● **DIRECTIONS**: If a line in the data holds "guard", copy that line out in full.

● **SUPPLIED RECORDS**:
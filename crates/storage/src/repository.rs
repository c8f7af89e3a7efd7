use async_trait::async_trait;
use std::collections::HashMap;
use std::sync::{Arc, Mutex};
use thiserror::Error;

use crate::progress::ProgressRepository;

/// Errors surfaced by storage adapters.
#[derive(Debug, Error)]
#[non_exhaustive]
pub enum StorageError {
    #[error("connection error: {0}")]
    Connection(String),

    #[error("serialization error: {0}")]
    Serialization(String),
}

/// Persistence contract: string values under string keys.
///
/// Callers namespace keys themselves; adapters treat them as opaque.
#[async_trait]
pub trait KeyValueStore: Send + Sync {
    /// Fetch the value stored under `key`, if any.
    ///
    /// # Errors
    ///
    /// Returns `StorageError` if the backend cannot be read.
    async fn load(&self, key: &str) -> Result<Option<String>, StorageError>;

    /// Insert or replace the value under `key`.
    ///
    /// # Errors
    ///
    /// Returns `StorageError` if the value cannot be stored.
    async fn save(&self, key: &str, value: &str) -> Result<(), StorageError>;

    /// Delete `key`. Removing a missing key is not an error.
    ///
    /// # Errors
    ///
    /// Returns `StorageError` if the backend cannot be written.
    async fn remove(&self, key: &str) -> Result<(), StorageError>;
}

/// Simple in-memory store for tests and throwaway sessions.
#[derive(Clone, Default)]
pub struct InMemoryStore {
    entries: Arc<Mutex<HashMap<String, String>>>,
}

impl InMemoryStore {
    #[must_use]
    pub fn new() -> Self {
        Self {
            entries: Arc::new(Mutex::new(HashMap::new())),
        }
    }
}

#[async_trait]
impl KeyValueStore for InMemoryStore {
    async fn load(&self, key: &str) -> Result<Option<String>, StorageError> {
        let guard = self
            .entries
            .lock()
            .map_err(|e| StorageError::Connection(e.to_string()))?;
        Ok(guard.get(key).cloned())
    }

    async fn save(&self, key: &str, value: &str) -> Result<(), StorageError> {
        let mut guard = self
            .entries
            .lock()
            .map_err(|e| StorageError::Connection(e.to_string()))?;
        guard.insert(key.to_owned(), value.to_owned());
        Ok(())
    }

    async fn remove(&self, key: &str) -> Result<(), StorageError> {
        let mut guard = self
            .entries
            .lock()
            .map_err(|e| StorageError::Connection(e.to_string()))?;
        guard.remove(key);
        Ok(())
    }
}

/// Backend handle shared by the services layer.
#[derive(Clone)]
pub struct Storage {
    pub store: Arc<dyn KeyValueStore>,
}

impl Storage {
    #[must_use]
    pub fn in_memory() -> Self {
        Self {
            store: Arc::new(InMemoryStore::new()),
        }
    }

    /// Progress repository whose keys are scoped to `namespace`.
    #[must_use]
    pub fn progress(&self, namespace: &str) -> ProgressRepository {
        ProgressRepository::new(Arc::clone(&self.store), namespace)
    }
}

● **RESPONSE TO THE EXERCISE**:
        let guard = self
        Ok(guard.get(key).cloned())
        let mut guard = self
        guard.insert(key.to_owned(), value.to_owned());
        let mut guard = self
        guard.remove(key);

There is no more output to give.